Пройден самый страшный момент лагерной жизни. Лихачев начинает работать в Криминологическом кабинете. Он увлечен теперь делом — важным и весьма полезным. Его начальник Александр Николаевич Колосов оказывается человеком умным и деятельным. Он выдвигает идею, которая увлекла и Лихачева и при этом понравилась и начальству. Он создал на Соловках детскую колонию — для несовершеннолетних преступников — и спас сотни бывших беспризорников, которые без всякого учета были растворены в общей массе заключенных и погибали в этих условиях, а для детской колонии были построены специальные бараки, были выданы бушлаты, обувь, а главное — все были поставлены на учет и питание. Когда разошелся слух о хороших условиях в колонии, дети сами начали приходить туда, но до этого Лихачеву пришлось долго мучиться, разыскивая их в бараках под нарами, вести с ними беседы, распутывать постоянное их вранье, находить слова, действующие на них. О работе этой Лихачев вспоминал с удовлетворением и в конце своей жизни.

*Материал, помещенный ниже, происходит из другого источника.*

//! Market listings and global statistics for the dashboard

use crate::{
    constants::{MARKET_TOP_COINS, WATCHLIST_PAGE_SIZE},
    error::RequestError,
    provider::{MarketDataProvider, MarketQuery},
    sorting::{rank_coins, MarketSortKey, SortOrder},
    types::{GlobalStats, RankedCoin, WatchlistMap},
};
use std::sync::Arc;

/// Fetches and ranks market listings
pub struct MarketFetcher {
    pricing: Arc<dyn MarketDataProvider>,
}

impl MarketFetcher {
    pub fn new(pricing: Arc<dyn MarketDataProvider>) -> Self {
        Self { pricing }
    }

    /// Lists the top coins, or exactly the watchlist members when given
    ///
    /// An empty watchlist yields an empty listing without a request.
    pub async fn fetch(
        &self,
        currency: &str,
        watchlist: Option<&WatchlistMap>,
        key: MarketSortKey,
        order: SortOrder,
    ) -> Result<Vec<RankedCoin>, RequestError> {
        let query = match watchlist {
            Some(watchlist) if watchlist.is_empty() => return Ok(Vec::new()),
            Some(watchlist) => MarketQuery::Ids {
                ids: watchlist.keys().cloned().collect(),
                per_page: WATCHLIST_PAGE_SIZE,
            },
            None => MarketQuery::Top(MARKET_TOP_COINS),
        };

        let coins = self.pricing.fetch_markets(currency, &query).await?;

        tracing::debug!(
            count = coins.len(),
            provider = self.pricing.provider_name(),
            watchlist = watchlist.is_some(),
            "Fetched market listing"
        );

        Ok(rank_coins(coins, key, order))
    }

    /// Total market cap in `currency` and its 24h change
    pub async fn fetch_global(&self, currency: &str) -> Result<GlobalStats, RequestError> {
        self.pricing.fetch_global(currency).await
    }
}

#[cfg(test)]
mod tests {
    use super::*;
    use crate::provider::mock::MockProvider;
    use crate::types::WatchlistEntry;

    fn fetcher() -> (MarketFetcher, Arc<MockProvider>) {
        let pricing = Arc::new(MockProvider::new());
        pricing.set_coin("bitcoin", "btc", 60_000.0, Some(1.0));
        pricing.set_coin("ethereum", "eth", 3_000.0, Some(4.0));
        pricing.set_coin("solana", "sol", 150.0, Some(-3.0));
        (MarketFetcher::new(pricing.clone()), pricing)
    }

    #[tokio::test]
    async fn test_top_listing_ranked_by_market_cap() {
        let (fetcher, pricing) = fetcher();

        let ranked = fetcher
            .fetch("usd", None, MarketSortKey::MarketCap, SortOrder::Descending)
            .await
            .unwrap();

        let ids: Vec<_> = ranked.iter().map(|r| (r.rank, r.coin.id.as_str())).collect();
        assert_eq!(ids, vec![(1, "bitcoin"), (2, "ethereum"), (3, "solana")]);
        assert_eq!(pricing.queries(), vec![MarketQuery::Top(MARKET_TOP_COINS)]);
    }

    #[tokio::test]
    async fn test_watchlist_listing() {
        let (fetcher, pricing) = fetcher();
        let mut watchlist = WatchlistMap::new();
        watchlist.insert("solana".into(), WatchlistEntry { symbol: "sol".into() });
        watchlist.insert("ethereum".into(), WatchlistEntry { symbol: "eth".into() });

        let ranked = fetcher
            .fetch("usd", Some(&watchlist), MarketSortKey::Change, SortOrder::Ascending)
            .await
            .unwrap();

        let ids: Vec<_> = ranked.iter().map(|r| r.coin.id.as_str()).collect();
        assert_eq!(ids, vec!["solana", "ethereum"]);
        assert!(matches!(
            pricing.queries().as_slice(),
            [MarketQuery::Ids { per_page: WATCHLIST_PAGE_SIZE, .. }]
        ));
    }

    #[tokio::test]
    async fn test_empty_watchlist_skips_request() {
        let (fetcher, pricing) = fetcher();
        let ranked = fetcher
            .fetch("usd", Some(&WatchlistMap::new()), MarketSortKey::Price, SortOrder::Descending)
            .await
            .unwrap();

        assert!(ranked.is_empty());
        assert!(pricing.queries().is_empty());
    }

    #[tokio::test]
    async fn test_global_stats() {
        let (fetcher, pricing) = fetcher();
        pricing.set_global(2.5e12, -0.8);

        let stats = fetcher.fetch_global("eur").await.unwrap();
        assert_eq!(stats.currency, "eur");
        assert_eq!(stats.change_24h, -0.8);
    }
}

Когда многих «соловчан» стали переводить на материк, на строительство Беломорканала, прошел слух и о переезде Колосова. На прощальном вечере Лихачев стал говорить тост со стаканом компота в руке и расплакался: Александр Николаевич Колосов избавил его от самого страшного — от бессмыслицы существования, сделал жизнь его интересной и полезной, спас душу.

Многие знакомые, в том числе и друзья по «Космической академии», уже были переведены на материк, на строительство Беломорско-Балтийского канала и сообщали оттуда, что жизнь там гораздо терпимее, а работа интереснее. Его «подельник» по «Космической академии» Федя Розенберг на Беломорканале, на Медвежьей Горе оказался на хорошей счетной должности и прислал вызов Лихачеву «как выдающемуся бухгалтеру». Но того долго не отпускали. Однажды симпатизирующий ему канцелярист показал ему его дело. Там стояла запись: «Имел связь с повстанцами на Соловках». Лихачев понял, что причиной записи послужил случай, когда он столкнулся с группой заключенных, которых конвой гнал на расстрел, и, увидев среди смертников своего знакомого, снял фуражку и низко поклонился. Такие вещи тут не прощались.

Дважды Лихачеву объявляли о выезде — и дважды в последний момент не выпускали. И только в третий раз — уже без слез и речей, с которыми его провожали первые два раза, — Лихачев, наконец, покинул Соловки на том самом пароходе «Глеб Бокий», который когда-то его сюда привез, названном, что удивительно, именем живого начальника лагеря, отличавшегося жестокостью и хитростью, лично сопровождавшего Максима Горького.

Главный итог — Лихачев прошел каторжные испытания достойно, ни в чем себе не изменив. Наоборот — он вышел оттуда закаленным испытаниями. В одном из интервью, уже много лет спустя, он сказал о моральном уроке лагерей: «Главное — чтобы „моральная порча“ не проникала в тебя, даже в самых малых дозах — после этого неизбежно начинается разложение».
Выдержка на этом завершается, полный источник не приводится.